Cientistas encontram guepardos mumificados há até 1.800 anos em cavernas da Arábia Saudita
Uma equipe internacional de cientistas identificou restos mumificados de guepardos em cavernas próximas à cidade de Arar, no norte da Arábia Saudita. Segundo a Associated Press, os espécimes apresentam um estado de conservação excepcional e datam de períodos que vão de cerca de 130 a mais de 1.800 anos atrás. A descoberta é inédita na região e amplia o conhecimento sobre a distribuição histórica de grandes felinos na Península Arábica.
As cavernas estão situadas em uma área desértica marcada por baixa umidade, pouca chuva e temperaturas relativamente estáveis. Essas condições ambientais favoreceram a mumificação natural, permitindo a preservação de tecidos, ossos e características anatômicas ao longo de séculos, algo considerado raro fora de ambientes congelados ou de processos artificiais.
A mumificação natural é extremamente rara em mamíferos de grande porte devido à rápida decomposição em ambientes pouco ideais
Divulgação/Ahmed Boug/Communications Earth and Environment
Preservação rara e hipóteses sobre o local
Durante as escavações, os pesquisadores recuperaram sete múmias completas e ossos atribuídos a outros 54 guepardos. Os restos incluem membros ressecados, pele endurecida e olhos opacos, mantendo uma forma surpreendentemente intacta para mamíferos de grande porte. De acordo com os cientistas, as cavernas funcionaram como uma espécie de câmara natural de preservação, protegendo os corpos da ação de bactérias, insetos e animais necrófagos.

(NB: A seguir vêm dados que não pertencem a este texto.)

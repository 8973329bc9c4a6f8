//! The exempt-subtree matcher.
//!
//! Nodes carrying the session's identity affordances (logout, avatar,
//! theme toggle, reload) must never be corrected. A node matching the
//! allowlist, or sitting anywhere under a matching ancestor, short-circuits
//! classification to "no action" - this overrides every other signal.

use kiosk_snapshot::TreeSnapshot;
use serde::{Deserialize, Serialize};

/// Matcher for the exempt subtree.
#[derive(Debug, Clone, PartialEq, Serialize, Deserialize)]
pub struct Allowlist {
    /// Terms matched against text and ARIA labels (case-insensitive
    /// substring).
    terms: Vec<String>,

    /// Markers matched against class and element id attributes.
    markers: Vec<String>,
}

impl Allowlist {
    /// An allowlist that exempts nothing.
    pub fn empty() -> Self {
        Self {
            terms: Vec::new(),
            markers: Vec::new(),
        }
    }

    /// Add a text/ARIA term.
    pub fn term(mut self, term: impl Into<String>) -> Self {
        self.terms.push(term.into().to_lowercase());
        self
    }

    /// Add a class/id marker.
    pub fn marker(mut self, marker: impl Into<String>) -> Self {
        self.markers.push(marker.into().to_lowercase());
        self
    }

    /// Check the node itself against the allowlist.
    pub fn matches_node(&self, snapshot: &TreeSnapshot, idx: usize) -> bool {
        let text_hit = |value: Option<&str>| {
            value.is_some_and(|v| {
                let v = v.to_lowercase();
                self.terms.iter().any(|t| v.contains(t))
            })
        };
        let marker_hit = |value: Option<&str>| {
            value.is_some_and(|v| {
                let v = v.to_lowercase();
                self.markers.iter().any(|m| v.contains(m))
            })
        };

        text_hit(snapshot.text(idx))
            || text_hit(snapshot.aria_label(idx))
            || marker_hit(snapshot.classes(idx))
            || marker_hit(snapshot.elem_id(idx))
    }

    /// Check the node and every ancestor.
    pub fn is_exempt(&self, snapshot: &TreeSnapshot, idx: usize) -> bool {
        if self.matches_node(snapshot, idx) {
            return true;
        }
        snapshot
            .nodes
            .ancestors(idx)
            .any(|anc| self.matches_node(snapshot, anc))
    }
}

impl Default for Allowlist {
    /// Exempts the identity affordances from `kiosk_policy`, plus the
    /// class/id markers the original chrome hangs them on.
    fn default() -> Self {
        let mut list = Self::empty();
        for term in kiosk_policy::DEFAULT_EXEMPT_TERMS {
            list = list.term(*term);
        }
        for marker in ["user-avatar", "avatar-frame", "logout", "theme-switcher", "navbar-user"] {
            list = list.marker(marker);
        }
        list
    }
}
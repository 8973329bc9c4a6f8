//! Session bootstrap and wiring.
//!
//! A `KioskSession` is constructed once at shell startup and driven by the
//! host event loop. It waits for the role resolver to come up, resolves
//! the active ruleset, and from then on turns tree/route/tick events into
//! debounced reconciliation passes. Sessions holding a privileged role, or
//! no restricted role at all, stay dormant and never touch the shell.

use kiosk_enforce::{
    ensure_backstop, prune_user_menu, Decision, EnforcementEngine, EnforcementJournal, Fault,
    MenuHost, NavIntent, NavigationGuard, Notifier, PassScheduler, PolicyEpoch, ReconcileContext,
    RetryBackoff, RoleResolver, Router, StyleHost, TreeHost, Trigger, ROLE_RETRY_BASE_MS,
    ROLE_RETRY_MAX_ATTEMPTS,
};
use kiosk_policy::{PolicyFingerprint, PolicyTable, RoleSet};

/// The host seams a session runs against.
///
/// The menu host is optional - shell versions differ in whether a direct
/// menu API exists; without one the classification path covers the menu.
pub struct HostBindings {
    pub roles: Box<dyn RoleResolver>,
    pub router: Box<dyn Router>,
    pub tree: Box<dyn TreeHost>,
    pub menu: Option<Box<dyn MenuHost>>,
    pub notifier: Box<dyn Notifier>,
    pub styles: Box<dyn StyleHost>,
}

/// Lifecycle state of a session.
#[derive(Debug, Clone, Copy, PartialEq, Eq)]
pub enum SessionState {
    /// Role resolver not available yet; retrying on backoff.
    WaitingForRoles,

    /// A restricted role is active; enforcement is running.
    Active,

    /// Privileged or unmatched session; never enforces.
    Dormant,
}

/// One kiosk-mode session inside the host shell.
pub struct KioskSession {
    table: PolicyTable,
    fingerprint: PolicyFingerprint,
    hosts: HostBindings,
    engine: EnforcementEngine,
    guard: NavigationGuard,
    scheduler: PassScheduler,
    role_backoff: RetryBackoff,
    state: SessionState,
    ctx: Option<ReconcileContext>,
    menu_pruned: bool,
    style_injected: bool,
}

impl KioskSession {
    /// Build a session. The policy table is checked up front; enforcement
    /// starts once the role resolver reports a restricted role.
    pub fn new(table: PolicyTable, hosts: HostBindings) -> Result<Self, Fault> {
        table.check()?;
        let fingerprint = PolicyFingerprint::compute(&table);
        Ok(Self {
            table,
            fingerprint,
            hosts,
            engine: EnforcementEngine::standard(),
            guard: NavigationGuard::new(),
            scheduler: PassScheduler::new(),
            role_backoff: RetryBackoff::new(ROLE_RETRY_BASE_MS, ROLE_RETRY_MAX_ATTEMPTS),
            state: SessionState::WaitingForRoles,
            ctx: None,
            menu_pruned: false,
            style_injected: false,
        })
    }

    /// Replace the stock engine (custom classifier table).
    pub fn with_engine(mut self, engine: EnforcementEngine) -> Self {
        self.engine = engine;
        self
    }

    pub fn state(&self) -> SessionState {
        self.state
    }

    pub fn context(&self) -> Option<&ReconcileContext> {
        self.ctx.as_ref()
    }

    pub fn journal(&self) -> &EnforcementJournal {
        self.engine.journal()
    }

    // =========================================================================
    // EVENT-LOOP ENTRY POINTS
    // =========================================================================

    /// Drive the session. Hosts call this from their timer at whatever
    /// cadence they have; all scheduling is derived from `now` (ms).
    pub fn on_tick(&mut self, now: u64) {
        match self.state {
            SessionState::WaitingForRoles => self.try_bootstrap(now),
            SessionState::Active => {
                self.ensure_session_setup();
                if let Some(trigger) = self.scheduler.poll(now) {
                    self.run_pass(trigger, now);
                }
            }
            SessionState::Dormant => {}
        }
    }

    /// The tree observer saw a (possible) mutation.
    pub fn on_tree_changed(&mut self, now: u64) {
        if self.state == SessionState::Active {
            self.scheduler.request(Trigger::TreeChanged, now);
        }
    }

    /// The router reported a route change.
    pub fn on_route_changed(&mut self, now: u64) {
        if self.state == SessionState::Active {
            self.scheduler.request(Trigger::RouteChanged, now);
        }
    }

    /// A navigation is about to happen. Synchronous: the host cancels the
    /// activation when this returns a denial.
    pub fn on_navigation(&mut self, intent: &NavIntent, now: u64) -> Decision {
        let Some(ctx) = &self.ctx else {
            return Decision::Allow;
        };
        if self.state != SessionState::Active {
            return Decision::Allow;
        }

        let (decision, effects) = self.guard.handle(
            ctx,
            intent,
            self.hosts.router.as_mut(),
            self.hosts.notifier.as_mut(),
        );

        if !effects.is_empty() {
            // The denial moved the route; reconcile soon after.
            self.scheduler.request(Trigger::RouteChanged, now);
        }

        decision
    }

    /// The host's role set changed mid-session (e.g. re-login).
    pub fn on_roles_changed(&mut self, roles: RoleSet, now: u64) {
        self.apply_roles(roles, now, Trigger::PolicyChanged);
    }

    /// Swap the policy table at runtime.
    pub fn set_policy(&mut self, table: PolicyTable, now: u64) -> Result<(), Fault> {
        table.check()?;
        self.fingerprint = PolicyFingerprint::compute(&table);
        self.table = table;

        if let Some(roles) = self.ctx.as_ref().map(|ctx| ctx.roles.clone()) {
            self.apply_roles(roles, now, Trigger::PolicyChanged);
        }
        Ok(())
    }

    // =========================================================================
    // INTERNALS
    // =========================================================================

    fn try_bootstrap(&mut self, now: u64) {
        if !self.role_backoff.ready(now) {
            if self.role_backoff.exhausted() {
                tracing::warn!(
                    attempts = self.role_backoff.attempts(),
                    "role resolver never came up; session dormant"
                );
                self.state = SessionState::Dormant;
            }
            return;
        }

        match self.hosts.roles.active_roles() {
            Ok(roles) => {
                self.role_backoff.reset();
                self.apply_roles(roles, now, Trigger::Startup);
            }
            Err(err) => {
                tracing::debug!(error = %err, "role resolver not ready");
                self.role_backoff.record_failure(now);
            }
        }
    }

    fn apply_roles(&mut self, roles: RoleSet, now: u64, trigger: Trigger) {
        let fingerprint = self.fingerprint.to_u64();
        let epoch = match &self.ctx {
            Some(ctx) => ctx.epoch.next(fingerprint),
            None => PolicyEpoch::initial(fingerprint),
        };

        match self.table.resolve(&roles) {
            Some(ruleset) => {
                tracing::info!(
                    role = %ruleset.role,
                    landing = %ruleset.landing,
                    policy = self.fingerprint.short(),
                    "kiosk confinement active"
                );
                self.ctx = Some(ReconcileContext::new(roles, ruleset.clone(), epoch));
                self.state = SessionState::Active;
                self.menu_pruned = false;
                self.scheduler.request(trigger, now);
            }
            None => {
                tracing::debug!("no restricted role matched; session dormant");
                self.ctx = None;
                self.state = SessionState::Dormant;
            }
        }
    }

    /// One-shot session setup: stylesheet backstop and user-menu pruning.
    /// Both retried until they land; both idempotent.
    fn ensure_session_setup(&mut self) {
        let Some(ctx) = &self.ctx else { return };

        if !self.style_injected {
            match ensure_backstop(self.hosts.styles.as_mut()) {
                Ok(_) => self.style_injected = true,
                Err(err) => tracing::debug!(error = %err, "style backstop not injected yet"),
            }
        }

        if !self.menu_pruned && ctx.ruleset.restrictions.prunes_user_menu() {
            match self.hosts.menu.as_deref_mut() {
                Some(menu) => match prune_user_menu(menu, &ctx.ruleset) {
                    Ok(outcome) => {
                        if outcome.removed > 0 {
                            tracing::debug!(removed = outcome.removed, "user menu pruned");
                        }
                        self.menu_pruned = true;
                    }
                    Err(fault) => {
                        tracing::debug!(error = %fault, "menu host not ready; will retry");
                    }
                },
                // No direct menu API in this host version; the
                // classification path covers the menu.
                None => self.menu_pruned = true,
            }
        }
    }

    fn run_pass(&mut self, trigger: Trigger, now: u64) {
        let Some(ctx) = &self.ctx else { return };

        let span = tracing::debug_span!("reconcile", trigger = trigger.as_str());
        let _enter = span.enter();

        match self.engine.pass(
            ctx,
            trigger,
            now,
            self.hosts.tree.as_mut(),
            self.hosts.router.as_mut(),
        ) {
            Ok(report) => {
                if !report.is_quiescent() {
                    tracing::debug!(
                        scanned = report.scanned,
                        corrected = report.corrected,
                        skipped = report.skipped,
                        effects = ?report.effects,
                        "pass complete"
                    );
                }
            }
            Err(fault) if fault.is_recoverable() => {
                tracing::debug!(error = %fault, "pass deferred");
            }
            Err(fault) => {
                tracing::error!(error = %fault, "pass failed");
            }
        }

        // A failed pass still counts as completed; the fallback poll
        // retries it at its own cadence.
        self.scheduler.complete(now);
    }
}
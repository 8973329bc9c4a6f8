//! Policy configuration documents.
//!
//! Deployments describe confinement as data (YAML or JSON) and compile it
//! into a checked [`PolicyTable`]:
//!
//! ```text
//! PolicySource (YAML/JSON) ──► PolicyConfig ──► PolicyTable
//! ```

use crate::error::PolicyError;
use crate::ruleset::{RestrictionFlags, Ruleset, SidebarEntry};
use crate::table::PolicyTable;
use serde::{Deserialize, Serialize};

/// Serde shape of one ruleset.
#[derive(Debug, Clone, Serialize, Deserialize)]
pub struct RulesetConfig {
    pub role: String,
    pub landing: String,
    #[serde(default)]
    pub blocked_labels: Vec<String>,
    #[serde(default)]
    pub blocked_route_prefixes: Vec<String>,
    #[serde(default)]
    pub restrictions: Option<RestrictionFlags>,
    #[serde(default)]
    pub sidebar: Vec<SidebarEntry>,
}

/// Serde shape of a full policy document.
#[derive(Debug, Clone, Serialize, Deserialize)]
pub struct PolicyConfig {
    #[serde(default)]
    pub privileged_roles: Vec<String>,
    #[serde(default)]
    pub rulesets: Vec<RulesetConfig>,
}

impl PolicyConfig {
    /// Parse a YAML policy document.
    pub fn from_yaml(source: &str) -> Result<Self, PolicyError> {
        Ok(serde_yaml::from_str(source)?)
    }

    /// Parse a JSON policy document.
    pub fn from_json(source: &str) -> Result<Self, PolicyError> {
        Ok(serde_json::from_str(source)?)
    }

    /// Compile into a checked policy table. Ruleset order in the document
    /// is the priority order.
    pub fn compile(self) -> Result<PolicyTable, PolicyError> {
        let mut table = PolicyTable::new();

        for role in self.privileged_roles {
            table = table.privilege(role.as_str());
        }

        for rc in self.rulesets {
            let mut rs = Ruleset::new(rc.role.as_str(), rc.landing)
                .block_labels(rc.blocked_labels)
                .block_route_prefixes(rc.blocked_route_prefixes);
            if let Some(restrictions) = rc.restrictions {
                rs = rs.with_restrictions(restrictions);
            }
            for entry in rc.sidebar {
                rs = rs.sidebar_entry(entry);
            }
            table = table.ruleset(rs);
        }

        table.check()?;
        Ok(table)
    }
}

impl Default for PolicyConfig {
    /// The stock sales-workspace confinement: "Sales User" is pinned to
    /// the selling workspace with the chrome escape routes blocked, and
    /// "System Manager" bypasses everything.
    fn default() -> Self {
        Self {
            privileged_roles: vec!["System Manager".to_string()],
            rulesets: vec![RulesetConfig {
                role: "Sales User".to_string(),
                landing: "selling".to_string(),
                blocked_labels: vec![
                    "Workspaces".to_string(),
                    "Desktop".to_string(),
                    "Website".to_string(),
                    "Help".to_string(),
                    "Session Defaults".to_string(),
                ],
                blocked_route_prefixes: vec![
                    "/app/workspace".to_string(),
                    "/app/workspaces".to_string(),
                    "/app/desktop".to_string(),
                    "/app/website".to_string(),
                ],
                restrictions: Some(RestrictionFlags::ALL),
                sidebar: vec![
                    SidebarEntry::new("Selling", "Selling").with_icon("sell"),
                    SidebarEntry::new("Quotation", "Quotation").with_icon("sell"),
                    SidebarEntry::new("Sales Orders", "Sales Order").with_icon("clipboard"),
                    SidebarEntry::new("Customers", "Customer").with_icon("users"),
                ],
            }],
        }
    }
}
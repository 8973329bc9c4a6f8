//! Geometry and position-bucket types.

use serde::{Deserialize, Serialize};

/// Axis-aligned rectangle in viewport space (origin top-left).
#[derive(Debug, Clone, Copy, Default, PartialEq, Serialize, Deserialize)]
pub struct Rect {
    pub x: f32,
    pub y: f32,
    pub w: f32,
    pub h: f32,
}

impl Rect {
    pub fn new(x: f32, y: f32, w: f32, h: f32) -> Self {
        Self { x, y, w, h }
    }

    #[inline]
    pub fn right(&self) -> f32 {
        self.x + self.w
    }

    #[inline]
    pub fn bottom(&self) -> f32 {
        self.y + self.h
    }

    #[inline]
    pub fn center_x(&self) -> f32 {
        self.x + self.w / 2.0
    }

    #[inline]
    pub fn center_y(&self) -> f32 {
        self.y + self.h / 2.0
    }

    /// Check if a point falls inside the rectangle.
    pub fn contains(&self, px: f32, py: f32) -> bool {
        px >= self.x && px < self.right() && py >= self.y && py < self.bottom()
    }

    /// Check if the rectangle has zero or negative area.
    pub fn is_degenerate(&self) -> bool {
        self.w <= 0.0 || self.h <= 0.0
    }
}

/// Position bucket for a node relative to the viewport.
///
/// Buckets are corroborating evidence for classification, derived from
/// where the node's center falls: the top band of the viewport, the left
/// band (sidebar), or everything else.
#[derive(Debug, Clone, Copy, PartialEq, Eq, Hash, Default, Serialize, Deserialize)]
pub enum Zone {
    /// Top navigation band.
    TopBar,

    /// Left sidebar band.
    Sidebar,

    /// Everything below/right of the chrome bands.
    #[default]
    Body,
}

impl Zone {
    /// Derive the bucket for `bounds` within `viewport`.
    ///
    /// `top_fraction` and `sidebar_fraction` are the band sizes as a share
    /// of the viewport's extent. Degenerate viewports bucket to Body.
    pub fn from_bounds(
        bounds: Rect,
        viewport: Rect,
        top_fraction: f32,
        sidebar_fraction: f32,
    ) -> Self {
        if viewport.is_degenerate() {
            return Zone::Body;
        }

        let top_edge = viewport.y + viewport.h * top_fraction;
        if bounds.center_y() < top_edge {
            return Zone::TopBar;
        }

        let sidebar_edge = viewport.x + viewport.w * sidebar_fraction;
        if bounds.center_x() < sidebar_edge {
            return Zone::Sidebar;
        }

        Zone::Body
    }

    /// Stable name for rule tables and journals.
    pub fn as_str(&self) -> &'static str {
        match self {
            Zone::TopBar => "top-bar",
            Zone::Sidebar => "sidebar",
            Zone::Body => "body",
        }
    }
}

impl std::str::FromStr for Zone {
    type Err = ();

    fn from_str(s: &str) -> Result<Self, Self::Err> {
        match s {
            "top-bar" => Ok(Zone::TopBar),
            "sidebar" => Ok(Zone::Sidebar),
            "body" => Ok(Zone::Body),
            _ => Err(()),
        }
    }
}

#[cfg(test)]
mod tests {
    use super::*;

    const VIEWPORT: Rect = Rect {
        x: 0.0,
        y: 0.0,
        w: 1280.0,
        h: 720.0,
    };

    #[test]
    fn rect_contains() {
        let r = Rect::new(10.0, 10.0, 20.0, 20.0);
        assert!(r.contains(15.0, 15.0));
        assert!(!r.contains(35.0, 15.0));
        assert!(!r.contains(15.0, 35.0));
    }

    #[test]
    fn zone_top_bar() {
        let node = Rect::new(600.0, 10.0, 40.0, 30.0);
        assert_eq!(Zone::from_bounds(node, VIEWPORT, 0.15, 0.2), Zone::TopBar);
    }

    #[test]
    fn zone_sidebar() {
        let node = Rect::new(10.0, 300.0, 180.0, 30.0);
        assert_eq!(Zone::from_bounds(node, VIEWPORT, 0.15, 0.2), Zone::Sidebar);
    }

    #[test]
    fn zone_body() {
        let node = Rect::new(600.0, 400.0, 200.0, 100.0);
        assert_eq!(Zone::from_bounds(node, VIEWPORT, 0.15, 0.2), Zone::Body);
    }

    #[test]
    fn zone_degenerate_viewport_is_body() {
        let node = Rect::new(0.0, 0.0, 10.0, 10.0);
        let degenerate = Rect::new(0.0, 0.0, 0.0, 0.0);
        assert_eq!(Zone::from_bounds(node, degenerate, 0.15, 0.2), Zone::Body);
    }

    #[test]
    fn zone_round_trips_names() {
        for zone in [Zone::TopBar, Zone::Sidebar, Zone::Body] {
            assert_eq!(zone.as_str().parse::<Zone>(), Ok(zone));
        }
    }
}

Ainda não há uma explicação definitiva para a concentração de tantos indivíduos no mesmo sistema de cavernas. O estudo, publicado na revista Communications Earth and Environment, nesta quinta-feira (15), levanta a hipótese de que o local tenha sido usado repetidamente como refúgio para o nascimento e a criação de filhotes, o que explicaria a presença de guepardos ao longo de diferentes períodos históricos.
A descoberta de guepardos mumificados em cavernas na Arábia Saudita revela uma preservação excepcional de até 1.800 anos
Divulgação/Ahmed Boug/Communications Earth and Environment
A descoberta também tem implicações diretas para a conservação da espécie. Extintos localmente na Península Arábica há décadas, os guepardos hoje ocupam apenas cerca de 9% de sua área de distribuição histórica na África e na Ásia, segundo dados citados pela Associated Press. A análise de DNA extraído dos espécimes mumificados — algo inédito em casos de mumificação natural — revelou semelhanças genéticas com populações atuais do sul da Ásia e do noroeste da África.
Esses resultados ajudam a reconstruir a história evolutiva da espécie, identificar gargalos genéticos e avaliar, em tese, a viabilidade de futuros projetos de reintrodução em áreas onde o guepardo desapareceu, desde que existam condições ecológicas e proteção legal adequadas. Para Joan Madurell-Malapeira, da Universidade de Florença, o estado de conservação dos achados é surpreendente. Já Ahmed Boug, autor principal do estudo e pesquisador do Centro Nacional de Vida Selvagem da Arábia Saudita, destacou o valor científico e histórico de evidências físicas tão bem preservadas de animais que habitaram a região no passado.